AVAILABLE DATA Block Start

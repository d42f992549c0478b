//! Session Telemetry Agent - periodic host telemetry with inferred scores.
//!
//! This library captures a one-time snapshot of session-invariant host facts,
//! samples time-varying host signals on a fixed period, derives heuristic
//! scores from the sample history, and flattens everything into a fixed,
//! versioned column schema.
//!
//! # Collection Guarantees
//!
//! - **Injected providers**: every signal is read through a provider trait
//! - **Unavailable is data**: a signal that cannot be read is recorded, not retried
//! - **In memory only**: samples live for the lifetime of the agent
//! - **Transparency**: collection counts are logged and auditable
//!
//! # Architecture
//!
//! ```text
//! ┌─────────────────────────────────────────────────────────────┐
//! │                  Session Telemetry Agent                    │
//! ├─────────────────────────────────────────────────────────────┤
//! │  ┌─────────────┐   ┌─────────────┐   ┌─────────────┐        │
//! │  │  Collector  │──▶│   Sampler   │──▶│   Scorer    │        │
//! │  │ (providers) │   │  (ticker)   │   │ (every N)   │        │
//! │  └─────────────┘   └─────────────┘   └─────────────┘        │
//! │         │                 │                 │               │
//! │         ▼                 ▼                 ▼               │
//! │  ┌─────────────┐   ┌─────────────────────────────┐          │
//! │  │Transparency │   │    Exporter (flat rows)     │          │
//! │  │    Log      │   │                             │          │
//! │  └─────────────┘   └─────────────────────────────┘          │
//! └─────────────────────────────────────────────────────────────┘
//! ```
//!
//! # Example
//!
//! ```no_run
//! use session_telemetry_agent::{
//!     collector::{SyntheticProbe, SyntheticSignals},
//!     AgentConfig, TelemetryAgent,
//! };
//! use std::time::Duration;
//!
//! # async fn run() -> Result<(), session_telemetry_agent::AgentError> {
//! let agent = TelemetryAgent::new(
//!     SyntheticProbe::laptop(),
//!     SyntheticSignals::steady().into_sources(),
//!     AgentConfig::default(),
//! );
//!
//! agent.initialize().await?;
//! agent.on_derived(|derived| {
//!     println!("risk: {:?}", derived.risk_level);
//!     Ok(())
//! });
//! agent.start(Duration::from_secs(5))?;
//! tokio::time::sleep(Duration::from_secs(60)).await;
//! agent.stop();
//!
//! let csv = agent.export_delimited_text();
//! # let _ = csv;
//! # Ok(())
//! # }
//! ```

pub mod agent;
pub mod collector;
pub mod config;
pub mod core;
pub mod transparency;

// Re-export key types at crate root for convenience
pub use agent::{AgentConfig, AgentError, CallbackError, CallbackKind, TelemetryAgent};
pub use collector::{
    ContinuousSample, ProbeError, Reading, SignalError, SignalSources, StaticProbe, StaticSnapshot,
};
pub use config::{Config, ConfigError, SourceConfig};
pub use core::{infer, DerivedTelemetry, FlatRecord, RiskLevel, SCHEMA_VERSION};
pub use transparency::{SharedTransparencyLog, TransparencyLog, TransparencyStats};

/// Library version.
pub const VERSION: &str = env!("CARGO_PKG_VERSION");

/// Name reported as the producer of exported data.
pub const PRODUCER_NAME: &str = "session-telemetry-agent";

/// Collection declaration that can be displayed to users.
pub const COLLECTION_DECLARATION: &str = r#"
╔══════════════════════════════════════════════════════════════════╗
║        SESSION TELEMETRY AGENT - COLLECTION DECLARATION          ║
╠══════════════════════════════════════════════════════════════════╣
║                                                                  ║
║  This agent records host telemetry for the current session.      ║
║                                                                  ║
║  ✓ CAPTURED ONCE PER SESSION:                                    ║
║    • CPU core count, memory size, platform and OS version        ║
║    • Display size and host capability flags                      ║
║                                                                  ║
║  ✓ SAMPLED PERIODICALLY:                                         ║
║    • Connectivity, connection type and round-trip time           ║
║    • Memory usage                                                ║
║    • Visibility and focus state                                  ║
║    • Battery level and charging state                            ║
║                                                                  ║
║  ✗ NEVER CAPTURED:                                               ║
║    • Page, window or screen content                              ║
║    • Keystrokes or cursor positions                              ║
║    • Network traffic contents                                    ║
║                                                                  ║
║  Samples are held in memory and only written when you export.    ║
║                                                                  ║
║  You can view collection statistics anytime with:                ║
║    telemetry-agent status                                        ║
║                                                                  ║
╚══════════════════════════════════════════════════════════════════╝
"#;

#[cfg(test)]
mod tests {
    use super::*;

    #[test]
    fn test_collection_declaration_contents() {
        assert!(COLLECTION_DECLARATION.contains("COLLECTION DECLARATION"));
        assert!(COLLECTION_DECLARATION.contains("NEVER CAPTURED"));
        assert!(COLLECTION_DECLARATION.contains("Battery level"));
    }
}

AVAILABLE DATA Block End

Word for word, write out all of the entries.

§ SOLUTION
repository d42f992549c0478b
//! Session Telemetry Agent - periodic host telemetry with inferred scores.
//!
//! This library captures a one-time snapshot of session-invariant host facts,
//! samples time-varying host signals on a fixed period, derives heuristic
//! scores from the sample history, and flattens everything into a fixed,
//! versioned column schema.
//!
//! # Collection Guarantees
//!
//! - **Injected providers**: every signal is read through a provider trait
//! - **Unavailable is data**: a signal that cannot be read is recorded, not retried
//! - **In memory only**: samples live for the lifetime of the agent
//! - **Transparency**: collection counts are logged and auditable
//!
//! # Architecture
//!
//! ```text
//! ┌─────────────────────────────────────────────────────────────┐
//! │                  Session Telemetry Agent                    │
//! ├─────────────────────────────────────────────────────────────┤
//! │  ┌─────────────┐   ┌─────────────┐   ┌─────────────┐        │
//! │  │  Collector  │──▶│   Sampler   │──▶│   Scorer    │        │
//! │  │ (providers) │   │  (ticker)   │   │ (every N)   │        │
//! │  └─────────────┘   └─────────────┘   └─────────────┘        │
//! │         │                 │                 │               │
//! │         ▼                 ▼                 ▼               │
//! │  ┌─────────────┐   ┌─────────────────────────────┐          │
//! │  │Transparency │   │    Exporter (flat rows)     │          │
//! │  │    Log      │   │                             │          │
//! │  └─────────────┘   └─────────────────────────────┘          │
//! └─────────────────────────────────────────────────────────────┘
//! ```
//!
//! # Example
//!
//! ```no_run
//! use session_telemetry_agent::{
//!     collector::{SyntheticProbe, SyntheticSignals},
//!     AgentConfig, TelemetryAgent,
//! };
//! use std::time::Duration;
//!
//! # async fn run() -> Result<(), session_telemetry_agent::AgentError> {
//! let agent = TelemetryAgent::new(
//!     SyntheticProbe::laptop(),
//!     SyntheticSignals::steady().into_sources(),
//!     AgentConfig::default(),
//! );
//!
//! agent.initialize().await?;
//! agent.on_derived(|derived| {
//!     println!("risk: {:?}", derived.risk_level);
//!     Ok(())
//! });
//! agent.start(Duration::from_secs(5))?;
//! tokio::time::sleep(Duration::from_secs(60)).await;
//! agent.stop();
//!
//! let csv = agent.export_delimited_text();
//! # let _ = csv;
//! # Ok(())
//! # }
//! ```

pub mod agent;
pub mod collector;
pub mod config;
pub mod core;
pub mod transparency;

// Re-export key types at crate root for convenience
pub use agent::{AgentConfig, AgentError, CallbackError, CallbackKind, TelemetryAgent};
pub use collector::{
    ContinuousSample, ProbeError, Reading, SignalError, SignalSources, StaticProbe, StaticSnapshot,
};
pub use config::{Config, ConfigError, SourceConfig};
pub use core::{infer, DerivedTelemetry, FlatRecord, RiskLevel, SCHEMA_VERSION};
pub use transparency::{SharedTransparencyLog, TransparencyLog, TransparencyStats};

/// Library version.
pub const VERSION: &str = env!("CARGO_PKG_VERSION");

/// Name reported as the producer of exported data.
pub const PRODUCER_NAME: &str = "session-telemetry-agent";

/// Collection declaration that can be displayed to users.
pub const COLLECTION_DECLARATION: &str = r#"
╔══════════════════════════════════════════════════════════════════╗
║        SESSION TELEMETRY AGENT - COLLECTION DECLARATION          ║
╠══════════════════════════════════════════════════════════════════╣
║                                                                  ║
║  This agent records host telemetry for the current session.      ║
║                                                                  ║
║  ✓ CAPTURED ONCE PER SESSION:                                    ║
║    • CPU core count, memory size, platform and OS version        ║
║    • Display size and host capability flags                      ║
║                                                                  ║
║  ✓ SAMPLED PERIODICALLY:                                         ║
║    • Connectivity, connection type and round-trip time           ║
║    • Memory usage                                                ║
║    • Visibility and focus state                                  ║
║    • Battery level and charging state                            ║
║                                                                  ║
║  ✗ NEVER CAPTURED:                                               ║
║    • Page, window or screen content                              ║
║    • Keystrokes or cursor positions                              ║
║    • Network traffic contents                                    ║
║                                                                  ║
║  Samples are held in memory and only written when you export.    ║
║                                                                  ║
║  You can view collection statistics anytime with:                ║
║    telemetry-agent status                                        ║
║                                                                  ║
╚══════════════════════════════════════════════════════════════════╝
"#;

#[cfg(test)]
mod tests {
    use super::*;

    #[test]
    fn test_collection_declaration_contents() {
        assert!(COLLECTION_DECLARATION.contains("COLLECTION DECLARATION"));
        assert!(COLLECTION_DECLARATION.contains("NEVER CAPTURED"));
        assert!(COLLECTION_DECLARATION.contains("Battery level"));
    }
}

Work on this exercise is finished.